There is exersice in Folland's book which show that every family $(A_{n})_{n=0}^{\infty}$in $\sigma$-Algebra,there exists a disjoint famly $(B_{n})_{n=0}^{\infty}$ such that $U_{n=0}^{\infty}A_{n}=U_{n=0}^{\infty}B_{n}$.
What is diffrence between the exersice and Vitali covering thereom?
you can find Vitali covering definition in the following link
The difference is clear if you look at the two statements. The hypotheses are totally different and the conclusions are totally different.
In the exercise the $A_n$ are elements of some $\sigma$-algebra, and the $B_n$ are not a subfamily of the $A_n$, although you don't say so, the $B_n$ are just required to be in the same $\sigma$-algebra.

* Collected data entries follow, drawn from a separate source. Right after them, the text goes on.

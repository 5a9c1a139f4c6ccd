//! Text detectors used by the classification rules.
//!
//! Regexes are compiled once on first use and shared read-only across threads.

use std::sync::LazyLock;

use regex::Regex;

static EMAIL_RE: LazyLock<Regex> = LazyLock::new(|| {
    Regex::new(r"[A-Za-z0-9._%+-]+@[A-Za-z0-9-]+(?:\.[A-Za-z0-9-]+)+")
        .expect("BUG: invalid EMAIL_RE regex literal")
});

/// `ddd[-.]?ddd[-.]?dddd`, `(ddd) ddd-dddd`, optionally prefixed with `+1`.
static PHONE_RE: LazyLock<Regex> = LazyLock::new(|| {
    Regex::new(r"(?:\+?1[-.\s]?)?(?:\(\d{3}\)\s*\d{3}[-.\s]?\d{4}|\b\d{3}[-.]?\d{3}[-.]?\d{4}\b)")
        .expect("BUG: invalid PHONE_RE regex literal")
});

/// House number, one to three capitalized words, street suffix.
static ADDRESS_RE: LazyLock<Regex> = LazyLock::new(|| {
    Regex::new(concat!(
        r"\b\d{1,5}\s+(?:[A-Z][A-Za-z.]*\s+){1,3}",
        r"(?i:street|st|avenue|ave|road|rd|boulevard|blvd|lane|ln|drive|dr|court|ct|way|place|pl)\b",
    ))
    .expect("BUG: invalid ADDRESS_RE regex literal")
});

static MONTH_RE: LazyLock<Regex> = LazyLock::new(|| {
    Regex::new(concat!(
        r"(?i)\b(?:january|february|march|april|may|june|july|august|september|october|november|december",
        r"|jan|feb|mar|apr|jun|jul|aug|sep|sept|oct|nov|dec)\b",
    ))
    .expect("BUG: invalid MONTH_RE regex literal")
});

/// `YYYY - YYYY`, `YYYY–present`, `YYYY to current`.
static DATE_RANGE_RE: LazyLock<Regex> = LazyLock::new(|| {
    Regex::new(r"(?i)\b\d{4}\s*(?:-|–|—|to)\s*(?:\d{4}|present|current)\b")
        .expect("BUG: invalid DATE_RANGE_RE regex literal")
});

static ORGANIZATION_RE: LazyLock<Regex> = LazyLock::new(|| {
    Regex::new(concat!(
        r"(?i)\b(?:inc|llc|ltd|corp|corporation|company|university|college|institute",
        r"|school|academy|labs|technologies|group|foundation)\b",
    ))
    .expect("BUG: invalid ORGANIZATION_RE regex literal")
});

/// `January 1, 2024`, `Jan. 1st 2024`, `1 January 2024`, `01/15/2024`, `2024-01-15`.
static LETTER_DATE_RE: LazyLock<Regex> = LazyLock::new(|| {
    const MONTHS: &str = "(?:january|february|march|april|may|june|july|august|september|october|november|december|jan|feb|mar|apr|jun|jul|aug|sep|sept|oct|nov|dec)";
    Regex::new(&format!(
        r"(?i)\b{MONTHS}\.?\s+\d{{1,2}}(?:st|nd|rd|th)?,?\s+\d{{4}}\b|\b\d{{1,2}}\s+{MONTHS}\s+\d{{4}}\b|\b\d{{1,2}}/\d{{1,2}}/\d{{4}}\b|\b\d{{4}}-\d{{2}}-\d{{2}}\b"
    ))
    .expect("BUG: invalid LETTER_DATE_RE regex literal")
});

const PROFILE_MARKERS: &[&str] = &["linkedin.com", "github.com", "portfolio"];

/// Section keywords in lookup order. The first one found names the section.
pub const SECTION_KEYWORDS: &[&str] = &[
    "summary",
    "objective",
    "experience",
    "education",
    "skills",
    "projects",
    "certifications",
    "awards",
    "references",
    "contact",
    "employment",
    "work history",
    "publications",
    "volunteer",
    "languages",
    "interests",
    "achievements",
    "profile",
    "qualifications",
    "leadership",
    "activities",
    "honors",
    "training",
    "courses",
];

pub const CLOSING_PHRASES: &[&str] = &[
    "sincerely",
    "best regards",
    "kind regards",
    "warm regards",
    "regards",
    "respectfully",
    "thank you",
    "yours truly",
    "yours faithfully",
    "best wishes",
    "cordially",
];

const BULLET_MARKERS: &[char] = &['-', '•', '*'];

// ────────────────────────────────────────────────────────────────────────────
// Detectors
// ────────────────────────────────────────────────────────────────────────────

/// Email, phone number, street address, or a profile link.
pub fn is_contact_info(text: &str, lower: &str) -> bool {
    EMAIL_RE.is_match(text)
        || PHONE_RE.is_match(text)
        || ADDRESS_RE.is_match(text)
        || PROFILE_MARKERS.iter().any(|m| lower.contains(m))
}

pub fn contains_month(text: &str) -> bool {
    MONTH_RE.is_match(text)
}

pub fn contains_date_range(text: &str) -> bool {
    DATE_RANGE_RE.is_match(text)
}

pub fn contains_organization(text: &str) -> bool {
    ORGANIZATION_RE.is_match(text)
}

pub fn contains_letter_date(text: &str) -> bool {
    LETTER_DATE_RE.is_match(text)
}

/// First section keyword contained in the lower-cased line.
pub fn section_keyword(lower: &str) -> Option<&'static str> {
    SECTION_KEYWORDS.iter().copied().find(|kw| lower.contains(kw))
}

pub fn contains_closing_phrase(lower: &str) -> bool {
    CLOSING_PHRASES.iter().any(|p| lower.contains(p))
}

/// Text after a leading bullet marker, if the line has one and something follows it.
pub fn strip_bullet(text: &str) -> Option<&str> {
    let rest = text.strip_prefix(BULLET_MARKERS)?.trim_start();
    (!rest.is_empty()).then_some(rest)
}

/// Has at least one letter and no lower-case letters.
pub fn is_all_upper(text: &str) -> bool {
    text.chars().any(char::is_alphabetic) && !text.chars().any(char::is_lowercase)
}

/// Every word starts with an upper-case letter and the rest of its letters are
/// lower-case. A letter following a non-letter (`-`, `'`, `.`) starts a new part
/// and must be upper-case too, so `Mary-Jane O'Neil` qualifies.
pub fn is_title_case(text: &str) -> bool {
    if !text.chars().any(char::is_alphabetic) {
        return false;
    }
    text.split_whitespace().all(|word| {
        let mut prev_alpha = false;
        word.chars().all(|c| {
            let ok = if !c.is_alphabetic() {
                true
            } else if prev_alpha {
                !c.is_uppercase()
            } else {
                !c.is_lowercase()
            };
            prev_alpha = c.is_alphabetic();
            ok
        })
    })
}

In the "Vitali" theorem that you link to, which btw is not Vitali at all, it's really Wiener's lemma, a simpler substitute for Vitali, the $A_n$ are balls, the $B_n$ are a subfamily of the $A_n$, and the conclusion is not $\bigcup B_n=\bigcup A_n$, the conclusion is just $\bigcup A_n\subset \bigcup 3B_n$.
So asking what the difference is makes no sense - it seemms like you haven't read the two statements. They're simply not the same at all.
Why do we need Wiener's lemma if we can find $B_n$ with the same union? When we apply Wiener's lemma we need a subfamily of the $A_n$, and we need the $B_n$ to be balls - the exercise doesn't give either of those.